Fifth bite: The Station

I now have four small layouts in the Farthing series, each of which can be operated on my desk or the dining table. That should satisfy my daily operating needs for a while, allowing me to take on Farthing’s main station building and platforms.


For this I’m returning to the Newbury theme. When Newbury station was rebuilt during 1908-1910 four lines were laid, with loop lines along the Up and Down platforms and through lines in the center.


This resulted in the above arrangement. Source: Britain from Above.


As we already know, Farthing’s history and layout as a junction station was very similar to Newbury.  So I’ve grabbed this part of the Newbury trackplan and adapted it for Farthing. The two remaining bays are left out for now, but may follow later in one form or another.

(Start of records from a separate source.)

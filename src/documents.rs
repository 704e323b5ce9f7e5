//! Document management: upload, listing, update, download, parsing

use std::path::Path;

use futures::StreamExt;
use reqwest::multipart::{Form, Part};
use serde_json::{Value, json};
use tokio::io::AsyncWriteExt;

use crate::client::RagflowClient;
use crate::error::{Error, Result};
use crate::types::{ListDocumentsParams, UpdateDocumentRequest};

impl RagflowClient {
    /// Upload files to a dataset.
    ///
    /// Each path becomes one `file` part in the multipart form, named after
    /// the path's final component. File contents are read up front, so every
    /// handle is released before the request goes out.
    pub async fn upload_documents<P: AsRef<Path>>(
        &self,
        dataset_id: &str,
        file_paths: &[P],
    ) -> Result<Value> {
        let mut form = Form::new();
        for path in file_paths {
            let path = path.as_ref();
            let file_name = path
                .file_name()
                .and_then(|n| n.to_str())
                .ok_or_else(|| {
                    Error::config(format!("path has no usable file name: {}", path.display()))
                })?
                .to_string();
            let bytes = tokio::fs::read(path).await?;
            form = form.part("file", Part::bytes(bytes).file_name(file_name));
        }
        self.post_multipart(&format!("datasets/{dataset_id}/documents"), form)
            .await
    }

    /// List documents in a dataset, paginated and optionally filtered.
    pub async fn list_documents(
        &self,
        dataset_id: &str,
        params: ListDocumentsParams,
    ) -> Result<Value> {
        self.get_json(&format!("datasets/{dataset_id}/documents"), &params)
            .await
    }

    /// Update a document's configuration. Only the fields set on the request
    /// are changed.
    pub async fn update_document(
        &self,
        dataset_id: &str,
        document_id: &str,
        request: UpdateDocumentRequest,
    ) -> Result<Value> {
        self.put_json(
            &format!("datasets/{dataset_id}/documents/{document_id}"),
            &request,
        )
        .await
    }

    /// Download a document's original file to `output_path`.
    ///
    /// The response body is streamed to disk chunk by chunk, so arbitrarily
    /// large files download in bounded memory.
    pub async fn download_document(
        &self,
        dataset_id: &str,
        document_id: &str,
        output_path: impl AsRef<Path>,
    ) -> Result<()> {
        let response = self
            .get_stream(&format!("datasets/{dataset_id}/documents/{document_id}"))
            .await?;

        let mut file = tokio::fs::File::create(output_path.as_ref()).await?;
        let mut stream = response.bytes_stream();
        while let Some(chunk) = stream.next().await {
            file.write_all(&chunk?).await?;
        }
        file.flush().await?;
        Ok(())
    }

    /// Delete documents from a dataset by ID.
    pub async fn delete_documents(&self, dataset_id: &str, ids: &[String]) -> Result<Value> {
        self.delete_json(
            &format!("datasets/{dataset_id}/documents"),
            &json!({ "ids": ids }),
        )
        .await
    }

    /// Start parsing documents into chunks.
    pub async fn parse_documents(&self, dataset_id: &str, document_ids: &[String]) -> Result<Value> {
        self.post_json(
            &format!("datasets/{dataset_id}/chunks"),
            &json!({ "document_ids": document_ids }),
        )
        .await
    }

    /// Stop parsing documents that are still being processed.
    pub async fn stop_parsing_documents(
        &self,
        dataset_id: &str,
        document_ids: &[String],
    ) -> Result<Value> {
        self.delete_json(
            &format!("datasets/{dataset_id}/chunks"),
            &json!({ "document_ids": document_ids }),
        )
        .await
    }
}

As usual it’s very simple. We live in a small flat and I don’t have a layout room, so I’ll join up four modules on the dining table. The modules are stored in an attic room so need to be short and narrow. We have two light work-desks which can be arranged at each end for 150 cm cassettes to slide on. It won’t be practical for my daily running sessions, this is for special occasions.

Though limited, the plan is not completely without operational scope, as listed here. The run isn’t that long but I'd rather do something than nothing. If circumstances allow, future modules can add more length. 

One module – the Branch Bay – was the first of the Farthing layouts and so is already done. It just needs the fascia removed, allowing another module to be fitted in front. I’ll still be able to operate it separately during my daily sessions.


I’ve now begun the second module. It will be a scenic board, featuring Farthing’s main station building, viewable from both sides. As simple as it gets.



Except that I have to build this. The station building will be a model of the main Up side building at Newbury.


It is of course still there and can be seen in Google Streetview. Handy when you live across the North Sea during a pandemic.


The architectural style at Newbury was not unique. This is Westbury, where the style appears to have originated when Westbury station was rebuilt in 1899 – indeed Adrian Vaughan calls it the “Westbury style” in his book on GWR architecture. Source: Wikipedia Commons.

A distinctive feature of the style was the shape and decoration of the limestone lintels above rounded windows.


The style was also employed on some other GWR stations in the early 1900s, although without the gables. There were several on the GWR/GCR New Line. This is Bicester North, built 1910. Source: Chiltern Railways on Pinterest.

I spotted a simpler variant in photos of Tyseley, built 1906. Source: Wikipedia Commons.

Back at Newbury, the Upside building is a long structure, as seen here on Google Earth using the handy measuring tool. In 4mm scale it comes out at just under 84 cms. The sensible approach would be to do a compressed version. But I need a challenge, so will do the whole thing.


Here’s a GWR outline drawing of Newbury, with only the wording changed to match Farthing. It’s longer than some of my existing layouts! I’ll build the structure in three main parts, joined by magnets. I anticipate compromises along the way, so expect pragmatism.

Work has begun. I’m tracing the GWR outline drawing in Inkscape in preparation for cutting out brick sheets on my Silhouette Cutter. The GWR drawing is rather rough, but OK for my purposes and I have historical and contemporary photos to work from.

I'm still to decide whether I'll also build the footbridge, seen above. A big task, but tempting. Especially because it’s gone now, removed in 2018 for OLE installation. Slowly, the old world disappears. But modellers are sorcerers, we can bring things back.